<<<<

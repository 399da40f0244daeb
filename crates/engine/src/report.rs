use std::cmp::Ordering;
use std::collections::BTreeMap;

use chrono::Utc;
use tracing::{debug, warn};

use common::{AccuracyTier, CandleSequence, SkipReason, Snapshot, StrategyReport, MIN_CANDLES};
use strategy::{Strategy, StrategyRegistry};

use crate::backtest::backtest;

/// Run one strategy over a sequence and score it.
pub fn evaluate_strategy(
    strategy: &dyn Strategy,
    candles: &CandleSequence,
    max_depth: usize,
) -> StrategyReport {
    let signals = strategy.evaluate(candles);
    let outcome = backtest(candles, &signals, max_depth);
    let accuracy = outcome.accuracy();

    StrategyReport {
        strategy: strategy.name().to_string(),
        strategy_id: strategy.id().to_string(),
        accuracy,
        total_signals: outcome.total_signals(),
        wins_by_depth: outcome.wins_by_depth.clone(),
        losses: outcome.losses,
        pattern: signals.last().map(|s| s.pattern.clone()).unwrap_or_default(),
        direction: outcome.last_direction,
        tier: AccuracyTier::classify(accuracy),
    }
}

/// Every registered strategy over one instrument, best accuracy first.
pub fn evaluate_instrument(
    registry: &StrategyRegistry,
    candles: &CandleSequence,
    max_depth: usize,
) -> Vec<StrategyReport> {
    let mut reports: Vec<StrategyReport> = registry
        .strategies()
        .iter()
        .map(|s| evaluate_strategy(s.as_ref(), candles, max_depth))
        .collect();
    sort_reports(&mut reports);
    reports
}

/// Descending accuracy with "no data" rows last. Stable, so ties keep
/// registry order.
pub fn sort_reports(reports: &mut [StrategyReport]) {
    reports.sort_by(|a, b| match (a.accuracy, b.accuracy) {
        (Some(x), Some(y)) => y.total_cmp(&x),
        (Some(_), None) => Ordering::Less,
        (None, Some(_)) => Ordering::Greater,
        (None, None) => Ordering::Equal,
    });
}

/// Accumulates per-instrument results for one refresh cycle.
pub struct SnapshotBuilder<'a> {
    registry: &'a StrategyRegistry,
    cycle: u64,
    max_depth: usize,
    instruments: BTreeMap<String, Vec<StrategyReport>>,
    skipped: BTreeMap<String, SkipReason>,
}

impl<'a> SnapshotBuilder<'a> {
    pub fn new(registry: &'a StrategyRegistry, cycle: u64, max_depth: usize) -> Self {
        Self {
            registry,
            cycle,
            max_depth,
            instruments: BTreeMap::new(),
            skipped: BTreeMap::new(),
        }
    }

    /// Evaluate an instrument, or skip it when the history is too short.
    pub fn add(&mut self, instrument: &str, candles: &CandleSequence) {
        if !candles.has_min_history(MIN_CANDLES) {
            warn!(
                instrument,
                candles = candles.len(),
                required = MIN_CANDLES,
                "Insufficient history, skipping instrument"
            );
            self.skip(
                instrument,
                SkipReason::InsufficientHistory {
                    candles: candles.len(),
                },
            );
            return;
        }
        let reports = evaluate_instrument(self.registry, candles, self.max_depth);
        debug!(instrument, strategies = reports.len(), "Instrument catalogued");
        self.instruments.insert(instrument.to_string(), reports);
    }

    /// Record an instrument that contributes nothing this cycle.
    pub fn skip(&mut self, instrument: &str, reason: SkipReason) {
        self.skipped.insert(instrument.to_string(), reason);
    }

    pub fn finish(self) -> Snapshot {
        Snapshot {
            updated_at: Utc::now(),
            cycle: self.cycle,
            instruments: self.instruments,
            skipped: self.skipped,
        }
    }
}

/// Plain-text accuracy table per instrument, for console output.
pub fn summary_lines(snapshot: &Snapshot) -> Vec<String> {
    let mut lines = vec![format!(
        "Accuracy summary (cycle {}, {})",
        snapshot.cycle,
        snapshot.updated_at.format("%H:%M:%S")
    )];
    for (instrument, reports) in &snapshot.instruments {
        lines.push(format!("Instrument: {instrument}"));
        for r in reports {
            let accuracy = r
                .accuracy
                .map(|a| format!("{a:.2}%"))
                .unwrap_or_else(|| "N/A".to_string());
            let wins: Vec<String> = r.wins_by_depth.iter().map(u32::to_string).collect();
            lines.push(format!(
                "  {:<25} {:>8} ({} signals, wins {}, losses {}, {}, next {})",
                r.strategy,
                accuracy,
                r.total_signals,
                wins.join("/"),
                r.losses,
                r.tier,
                r.direction
            ));
        }
    }
    for (instrument, reason) in &snapshot.skipped {
        lines.push(format!("Skipped {instrument}: {reason}"));
    }
    lines
}

#[cfg(test)]
mod tests {
    use super::*;
    use common::{Candle, Signal};

    fn report(name: &str, accuracy: Option<f64>) -> StrategyReport {
        StrategyReport {
            strategy: name.to_string(),
            strategy_id: name.to_lowercase(),
            accuracy,
            total_signals: 0,
            wins_by_depth: vec![0, 0, 0],
            losses: 0,
            pattern: Vec::new(),
            direction: Signal::None,
            tier: AccuracyTier::classify(accuracy),
        }
    }

    /// Alternating green/red bars on a one-minute grid.
    fn zigzag(len: usize) -> CandleSequence {
        let candles = (0..len)
            .map(|i| {
                let (open, close) = if i % 2 == 0 { (1.0, 1.2) } else { (1.2, 1.0) };
                Candle::new(1_700_000_040 + i as i64 * 60, open, close)
            })
            .collect();
        CandleSequence::new(candles).unwrap()
    }

    #[test]
    fn sort_puts_no_data_last() {
        let mut reports = vec![
            report("A", None),
            report("B", Some(50.0)),
            report("C", Some(91.0)),
            report("D", None),
            report("E", Some(50.0)),
        ];
        sort_reports(&mut reports);
        let names: Vec<&str> = reports.iter().map(|r| r.strategy.as_str()).collect();
        assert_eq!(names, vec!["C", "B", "E", "A", "D"]);
    }

    #[test]
    fn every_strategy_gets_a_row() {
        let registry = StrategyRegistry::catalog();
        let reports = evaluate_instrument(&registry, &zigzag(120), 2);
        assert_eq!(reports.len(), registry.len());
        for r in &reports {
            let wins: u32 = r.wins_by_depth.iter().sum();
            assert_eq!(wins + r.losses, r.total_signals, "{}", r.strategy);
            if let Some(a) = r.accuracy {
                assert!((0.0..=100.0).contains(&a));
            }
        }
    }

    #[test]
    fn never_firing_strategy_reports_no_data() {
        // A strict zigzag never shows seven equal colors.
        let registry = StrategyRegistry::catalog();
        let reports = evaluate_instrument(&registry, &zigzag(120), 2);
        let flip = reports.iter().find(|r| r.strategy_id == "seven_flip").unwrap();
        assert_eq!(flip.accuracy, None);
        assert_eq!(flip.tier, AccuracyTier::NoData);
        assert_eq!(flip.direction, Signal::None);
        assert_eq!(flip.pattern.len(), 7);
        assert_eq!(reports.last().unwrap().accuracy, None);
    }

    #[test]
    fn short_history_is_skipped() {
        let registry = StrategyRegistry::catalog();
        let mut builder = SnapshotBuilder::new(&registry, 3, 2);
        builder.add("EURUSD", &zigzag(MIN_CANDLES - 1));
        builder.add("GBPUSD", &zigzag(MIN_CANDLES));
        builder.skip(
            "USDJPY",
            SkipReason::FetchFailed {
                error: "unknown symbol".into(),
            },
        );
        let snapshot = builder.finish();
        assert_eq!(snapshot.cycle, 3);
        assert_eq!(snapshot.skipped.len(), 2);
        assert_eq!(
            snapshot.skipped["EURUSD"],
            SkipReason::InsufficientHistory {
                candles: MIN_CANDLES - 1
            }
        );
        assert_eq!(snapshot.instruments.keys().collect::<Vec<_>>(), vec!["GBPUSD"]);
    }

    #[test]
    fn evaluation_is_deterministic() {
        let registry = StrategyRegistry::catalog();
        let candles = zigzag(240);
        assert_eq!(
            evaluate_instrument(&registry, &candles, 2),
            evaluate_instrument(&registry, &candles, 2)
        );
    }

    #[test]
    fn summary_renders_na_and_skips() {
        let registry = StrategyRegistry::catalog();
        let mut builder = SnapshotBuilder::new(&registry, 1, 2);
        builder.add("EURUSD", &zigzag(60));
        builder.skip(
            "GBPUSD-OTC",
            SkipReason::FetchFailed {
                error: "Candle provider error: HTTP 400".into(),
            },
        );
        let lines = summary_lines(&builder.finish());
        assert!(lines.iter().any(|l| l == "Instrument: EURUSD"));
        assert!(lines.iter().any(|l| l.contains("Seven Flip") && l.contains("N/A")));
        assert_eq!(
            lines.last().unwrap(),
            "Skipped GBPUSD-OTC: fetch failed: Candle provider error: HTTP 400"
        );
    }

    #[test]
    fn summary_rows_break_down_wins_by_depth() {
        let mut snapshot = Snapshot::pending();
        let mut row = report("MHI 1", Some(80.0));
        row.total_signals = 5;
        row.wins_by_depth = vec![2, 1, 1];
        row.losses = 1;
        row.direction = Signal::Put;
        snapshot.instruments.insert("EURUSD".into(), vec![row]);

        let lines = summary_lines(&snapshot);
        let row = lines.iter().find(|l| l.contains("MHI 1")).unwrap();
        assert!(row.contains("80.00%"), "{row}");
        assert!(row.contains("(5 signals, wins 2/1/1, losses 1, good, next PUT)"), "{row}");
    }
}
use async_trait::async_trait;

use crate::{RawCandle, Result};

/// Abstraction over the price-data provider session.
///
/// `BinanceKlines` implements this against the public REST API. Tests use an
/// in-memory implementation.
///
/// The cataloger receives the session explicitly as an `Arc<dyn CandleSource>`;
/// nothing holds a provider handle as ambient state.
#[async_trait]
pub trait CandleSource: Send + Sync {
    /// Fetch the most recent `count` bars of `timeframe_secs` for an instrument,
    /// oldest first.
    async fn fetch_candles(
        &self,
        instrument: &str,
        timeframe_secs: u32,
        count: usize,
    ) -> Result<Vec<RawCandle>>;
}
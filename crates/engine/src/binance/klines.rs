use std::time::Duration;

use async_trait::async_trait;
use reqwest::Client;
use serde_json::Value;
use tracing::debug;

use common::{CandleSource, Error, RawCandle, Result};

/// Binance caps a single klines request at this many bars.
const MAX_LIMIT: usize = 1000;

/// Public REST kline client for Binance. No credentials are needed.
pub struct BinanceKlines {
    base_url: String,
    http: Client,
}

impl BinanceKlines {
    pub fn new(base_url: impl Into<String>) -> Result<Self> {
        let http = Client::builder()
            .use_rustls_tls()
            .timeout(Duration::from_secs(10))
            .build()
            .map_err(|e| Error::Http(e.to_string()))?;
        Ok(Self {
            base_url: base_url.into(),
            http,
        })
    }

    /// Binance interval code for a timeframe in seconds.
    pub fn interval_for(timeframe_secs: u32) -> Result<&'static str> {
        match timeframe_secs {
            60 => Ok("1m"),
            180 => Ok("3m"),
            300 => Ok("5m"),
            900 => Ok("15m"),
            1800 => Ok("30m"),
            3600 => Ok("1h"),
            14_400 => Ok("4h"),
            86_400 => Ok("1d"),
            other => Err(Error::Config(format!(
                "timeframe of {other}s has no Binance kline interval"
            ))),
        }
    }
}

#[async_trait]
impl CandleSource for BinanceKlines {
    async fn fetch_candles(
        &self,
        instrument: &str,
        timeframe_secs: u32,
        count: usize,
    ) -> Result<Vec<RawCandle>> {
        let interval = Self::interval_for(timeframe_secs)?;
        let limit = count.min(MAX_LIMIT).to_string();
        let url = format!("{}/api/v3/klines", self.base_url);

        debug!(instrument, interval, limit = %limit, "Fetching klines from Binance");
        let resp = self
            .http
            .get(&url)
            .query(&[
                ("symbol", instrument),
                ("interval", interval),
                ("limit", limit.as_str()),
            ])
            .send()
            .await
            .map_err(|e| Error::Http(e.to_string()))?;

        let status = resp.status();
        let body = resp.text().await.map_err(|e| Error::Http(e.to_string()))?;

        if !status.is_success() {
            return Err(Error::Provider(format!("HTTP {status}: {body}")));
        }

        let rows: Vec<Vec<Value>> = serde_json::from_str(&body)?;
        rows.iter().map(|row| parse_kline(row)).collect()
    }
}

// ─── Response parsing ─────────────────────────────────────────────────────────

/// `[open_time_ms, "open", "high", "low", "close", "volume", close_time_ms, ...]`
fn parse_kline(row: &[Value]) -> Result<RawCandle> {
    let open_time_ms = row
        .first()
        .and_then(Value::as_i64)
        .ok_or_else(|| Error::Provider("kline row has no open time".into()))?;

    let decimal = |i: usize| -> Result<f64> {
        row.get(i)
            .and_then(Value::as_str)
            .and_then(|s| s.parse::<f64>().ok())
            .ok_or_else(|| Error::Provider(format!("kline field {i} is not a decimal string")))
    };

    Ok(RawCandle {
        timestamp: open_time_ms.div_euclid(1000),
        open: decimal(1)?,
        high: Some(decimal(2)?),
        low: Some(decimal(3)?),
        close: decimal(4)?,
        volume: Some(decimal(5)?),
    })
}
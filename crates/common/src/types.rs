use std::collections::BTreeMap;

use chrono::{DateTime, Utc};
use serde::{Deserialize, Serialize};

use crate::{Color, Error};

/// Trade direction suggested by a strategy.
#[derive(Debug, Clone, Copy, PartialEq, Eq, Hash, Serialize, Deserialize, Default)]
#[serde(rename_all = "UPPERCASE")]
pub enum Signal {
    Call,
    Put,
    /// No trade. Never scored by the backtest.
    #[default]
    None,
}

impl Signal {
    /// Candle color that resolves this signal as a win.
    pub fn target_color(&self) -> Option<Color> {
        match self {
            Signal::Call => Some(Color::Green),
            Signal::Put => Some(Color::Red),
            Signal::None => None,
        }
    }

    pub fn is_tradable(&self) -> bool {
        !matches!(self, Signal::None)
    }
}

impl std::fmt::Display for Signal {
    fn fmt(&self, f: &mut std::fmt::Formatter<'_>) -> std::fmt::Result {
        match self {
            Signal::Call => write!(f, "CALL"),
            Signal::Put => write!(f, "PUT"),
            Signal::None => write!(f, "NONE"),
        }
    }
}

/// A strategy decision at one candle index, with the colors that justified it.
#[derive(Debug, Clone, PartialEq, Eq, Serialize, Deserialize)]
pub struct StrategySignal {
    pub index: usize,
    pub signal: Signal,
    pub pattern: Vec<Color>,
}

impl StrategySignal {
    pub fn new(index: usize, signal: Signal, pattern: Vec<Color>) -> Self {
        Self {
            index,
            signal,
            pattern,
        }
    }
}

/// Historical scoring of one strategy over one candle sequence.
#[derive(Debug, Clone, PartialEq, Eq, Serialize, Deserialize)]
pub struct BacktestOutcome {
    /// Wins per martingale depth; `wins_by_depth[0]` resolved on the next candle.
    pub wins_by_depth: Vec<u32>,
    pub losses: u32,
    /// Most recent tradable signal, or `None` when the strategy never fired.
    pub last_direction: Signal,
}

impl BacktestOutcome {
    pub fn empty(max_depth: usize) -> Self {
        Self {
            wins_by_depth: vec![0; max_depth + 1],
            losses: 0,
            last_direction: Signal::None,
        }
    }

    pub fn wins_at(&self, depth: usize) -> u32 {
        self.wins_by_depth.get(depth).copied().unwrap_or(0)
    }

    pub fn wins(&self) -> u32 {
        self.wins_by_depth.iter().sum()
    }

    pub fn total_signals(&self) -> u32 {
        self.wins() + self.losses
    }

    /// Percentage of scored signals that won at any depth; `None` with no data.
    pub fn accuracy(&self) -> Option<f64> {
        let total = self.total_signals();
        if total == 0 {
            return None;
        }
        Some(100.0 * f64::from(self.wins()) / f64::from(total))
    }
}

/// Presentation bucket for an accuracy figure.
#[derive(Debug, Clone, Copy, PartialEq, Eq, Serialize, Deserialize)]
#[serde(rename_all = "snake_case")]
pub enum AccuracyTier {
    Excellent,
    Good,
    Fair,
    Poor,
    NoData,
}

impl AccuracyTier {
    pub fn classify(accuracy: Option<f64>) -> Self {
        match accuracy {
            None => AccuracyTier::NoData,
            Some(a) if a >= 90.0 => AccuracyTier::Excellent,
            Some(a) if a >= 80.0 => AccuracyTier::Good,
            Some(a) if a >= 70.0 => AccuracyTier::Fair,
            Some(_) => AccuracyTier::Poor,
        }
    }
}

impl std::fmt::Display for AccuracyTier {
    fn fmt(&self, f: &mut std::fmt::Formatter<'_>) -> std::fmt::Result {
        match self {
            AccuracyTier::Excellent => write!(f, "excellent"),
            AccuracyTier::Good => write!(f, "good"),
            AccuracyTier::Fair => write!(f, "fair"),
            AccuracyTier::Poor => write!(f, "poor"),
            AccuracyTier::NoData => write!(f, "no data"),
        }
    }
}

/// One row of the per-instrument report.
#[derive(Debug, Clone, PartialEq, Serialize, Deserialize)]
pub struct StrategyReport {
    pub strategy: String,
    pub strategy_id: String,
    /// `null` when the strategy produced no scored signal.
    pub accuracy: Option<f64>,
    pub total_signals: u32,
    pub wins_by_depth: Vec<u32>,
    pub losses: u32,
    /// Colors inspected at the most recent evaluated index.
    pub pattern: Vec<Color>,
    pub direction: Signal,
    pub tier: AccuracyTier,
}

/// Immutable result of one refresh cycle across all instruments.
#[derive(Debug, Clone, PartialEq, Serialize, Deserialize)]
pub struct Snapshot {
    pub updated_at: DateTime<Utc>,
    pub cycle: u64,
    pub instruments: BTreeMap<String, Vec<StrategyReport>>,
    /// Instruments that contributed nothing this cycle, with the reason.
    pub skipped: BTreeMap<String, SkipReason>,
}

impl Snapshot {
    /// Placeholder published before the first cycle completes.
    pub fn pending() -> Self {
        Self {
            updated_at: Utc::now(),
            cycle: 0,
            instruments: BTreeMap::new(),
            skipped: BTreeMap::new(),
        }
    }
}

/// Why an instrument was left out of a cycle.
#[derive(Debug, Clone, PartialEq, Eq, Serialize, Deserialize)]
#[serde(tag = "kind", rename_all = "snake_case")]
pub enum SkipReason {
    /// Fewer bars than the catalog minimum.
    InsufficientHistory { candles: usize },
    /// The provider broke the candle contract (e.g. out-of-order timestamps).
    Malformed { index: usize, reason: String },
    FetchFailed { error: String },
}

impl From<&Error> for SkipReason {
    fn from(e: &Error) -> Self {
        match e {
            Error::MalformedCandles { index, reason } => SkipReason::Malformed {
                index: *index,
                reason: reason.clone(),
            },
            other => SkipReason::FetchFailed {
                error: other.to_string(),
            },
        }
    }
}

impl std::fmt::Display for SkipReason {
    fn fmt(&self, f: &mut std::fmt::Formatter<'_>) -> std::fmt::Result {
        match self {
            SkipReason::InsufficientHistory { candles } => {
                write!(f, "insufficient history ({candles} candles)")
            }
            SkipReason::Malformed { index, reason } => {
                write!(f, "malformed candles at index {index}: {reason}")
            }
            SkipReason::FetchFailed { error } => write!(f, "fetch failed: {error}"),
        }
    }
}

/// Current state of the cataloger loop.
#[derive(Debug, Clone, Copy, PartialEq, Eq, Serialize, Deserialize, Default)]
#[serde(rename_all = "lowercase")]
pub enum CatalogState {
    #[default]
    Stopped,
    Running,
    Paused,
}

impl std::fmt::Display for CatalogState {
    fn fmt(&self, f: &mut std::fmt::Formatter<'_>) -> std::fmt::Result {
        match self {
            CatalogState::Stopped => write!(f, "stopped"),
            CatalogState::Running => write!(f, "running"),
            CatalogState::Paused => write!(f, "paused"),
        }
    }
}

/// Commands sent to the cataloger via its command channel.
#[derive(Debug, Clone, Copy, PartialEq, Eq)]
pub enum CatalogCommand {
    Refresh,
    Pause,
    Resume,
    Shutdown,
}

#[cfg(test)]
mod tests {
    use super::*;

    #[test]
    fn accuracy_is_undefined_without_signals() {
        let outcome = BacktestOutcome::empty(2);
        assert_eq!(outcome.total_signals(), 0);
        assert!(outcome.accuracy().is_none());
    }

    #[test]
    fn accuracy_counts_every_depth() {
        let outcome = BacktestOutcome {
            wins_by_depth: vec![2, 1, 1],
            losses: 1,
            last_direction: Signal::Put,
        };
        assert_eq!(outcome.total_signals(), 5);
        assert_eq!(outcome.wins_at(1), 1);
        assert_eq!(outcome.wins_at(7), 0);
        let accuracy = outcome.accuracy().unwrap();
        assert!((accuracy - 80.0).abs() < 1e-9, "got {accuracy}");
    }

    #[test]
    fn tiers_follow_thresholds() {
        assert_eq!(AccuracyTier::classify(Some(90.0)), AccuracyTier::Excellent);
        assert_eq!(AccuracyTier::classify(Some(89.99)), AccuracyTier::Good);
        assert_eq!(AccuracyTier::classify(Some(70.0)), AccuracyTier::Fair);
        assert_eq!(AccuracyTier::classify(Some(12.5)), AccuracyTier::Poor);
        assert_eq!(AccuracyTier::classify(None), AccuracyTier::NoData);
    }

    #[test]
    fn signals_serialize_upper_case() {
        assert_eq!(serde_json::to_string(&Signal::Call).unwrap(), "\"CALL\"");
        assert_eq!(serde_json::to_string(&Signal::None).unwrap(), "\"NONE\"");
        assert_eq!(Signal::Put.target_color(), Some(Color::Red));
        assert!(!Signal::None.is_tradable());
    }

    #[test]
    fn skip_reasons_separate_malformed_data_from_fetch_errors() {
        let malformed = Error::MalformedCandles {
            index: 11,
            reason: "timestamp 60 does not follow 120".into(),
        };
        assert_eq!(
            SkipReason::from(&malformed),
            SkipReason::Malformed {
                index: 11,
                reason: "timestamp 60 does not follow 120".into(),
            }
        );
        assert_eq!(
            SkipReason::from(&Error::Http("timed out".into())),
            SkipReason::FetchFailed {
                error: "HTTP error: timed out".into(),
            }
        );
    }

    #[test]
    fn skip_reasons_serialize_with_a_kind_tag() {
        let json = serde_json::to_value(SkipReason::InsufficientHistory { candles: 30 }).unwrap();
        assert_eq!(json, serde_json::json!({ "kind": "insufficient_history", "candles": 30 }));
        let json = serde_json::to_value(SkipReason::Malformed {
            index: 3,
            reason: "gap".into(),
        })
        .unwrap();
        assert_eq!(json["kind"], "malformed");
        assert_eq!(json["index"], 3);
    }
}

>>>>

| TASK REQUIREMENTS |
Gather up the lines containing the word "decimal" from these records and copy them.

| ANSWER FOR THE TASK |
    let decimal = |i: usize| -> Result<f64> {
            .ok_or_else(|| Error::Provider(format!("kline field {i} is not a decimal string")))
        open: decimal(1)?,
        high: Some(decimal(2)?),
        low: Some(decimal(3)?),
        close: decimal(4)?,
        volume: Some(decimal(5)?),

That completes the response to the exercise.